------ Records

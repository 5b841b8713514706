//! Built-in template set and target layout for generated projects.
//! The template bodies are bundled into the binary at compile time and
//! never change during a run.

use std::path::PathBuf;

use indexmap::IndexMap;

/// Logical role of a generated file.
#[derive(Debug, Clone, Copy, PartialEq, Eq, Hash)]
pub enum TemplateRole {
    License,
    Readme,
    Manifest,
    Ignore,
    PackageInit,
}

impl TemplateRole {
    /// All roles, in the order their files are written.
    pub const ALL: [TemplateRole; 5] = [
        TemplateRole::Manifest,
        TemplateRole::Readme,
        TemplateRole::License,
        TemplateRole::Ignore,
        TemplateRole::PackageInit,
    ];

    /// Path of the generated file relative to the project root.
    /// The package marker lands inside the importable package folder.
    pub fn target_path(&self, import_name: &str) -> PathBuf {
        match self {
            TemplateRole::License => PathBuf::from("LICENSE"),
            TemplateRole::Readme => PathBuf::from("README.md"),
            TemplateRole::Manifest => PathBuf::from("pyproject.toml"),
            TemplateRole::Ignore => PathBuf::from(".gitignore"),
            TemplateRole::PackageInit => {
                PathBuf::from("src").join(import_name).join("__init__.py")
            }
        }
    }
}

/// Immutable mapping from template role to template body.
///
/// Backed by an IndexMap so iteration order (and therefore the order in
/// which files are written) is fixed.
pub struct TemplateSet {
    entries: IndexMap<TemplateRole, &'static str>,
}

impl TemplateSet {
    /// The template set bundled with the binary.
    pub fn builtin() -> Self {
        let mut entries = IndexMap::new();
        entries.insert(TemplateRole::Manifest, include_str!("../templates/pyproject.toml.j2"));
        entries.insert(TemplateRole::Readme, include_str!("../templates/README.md.j2"));
        entries.insert(TemplateRole::License, include_str!("../templates/LICENSE.j2"));
        entries.insert(TemplateRole::Ignore, include_str!("../templates/gitignore.j2"));
        entries.insert(TemplateRole::PackageInit, include_str!("../templates/__init__.py.j2"));
        Self { entries }
    }

    /// The template body for a role.
    pub fn body(&self, role: TemplateRole) -> &'static str {
        // Every role is inserted in builtin(); the IndexMap is total.
        self.entries[&role]
    }

    /// Iterates roles and bodies in write order.
    pub fn iter(&self) -> impl Iterator<Item = (TemplateRole, &'static str)> + '_ {
        self.entries.iter().map(|(role, body)| (*role, *body))
    }

    pub fn len(&self) -> usize {
        self.entries.len()
    }

    pub fn is_empty(&self) -> bool {
        self.entries.is_empty()
    }
}

impl Default for TemplateSet {
    fn default() -> Self {
        TemplateSet::builtin()
    }
}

------------

**What to produce**
Begin at the top of the records above and quote each line exactly, ending with the line that contains "#[derive(Debug, Clone, Copy, PartialEq, Eq, Hash)]".

**Task result**
repository 5b841b8713514706
//! Built-in template set and target layout for generated projects.
//! The template bodies are bundled into the binary at compile time and
//! never change during a run.

use std::path::PathBuf;

use indexmap::IndexMap;

/// Logical role of a generated file.
#[derive(Debug, Clone, Copy, PartialEq, Eq, Hash)]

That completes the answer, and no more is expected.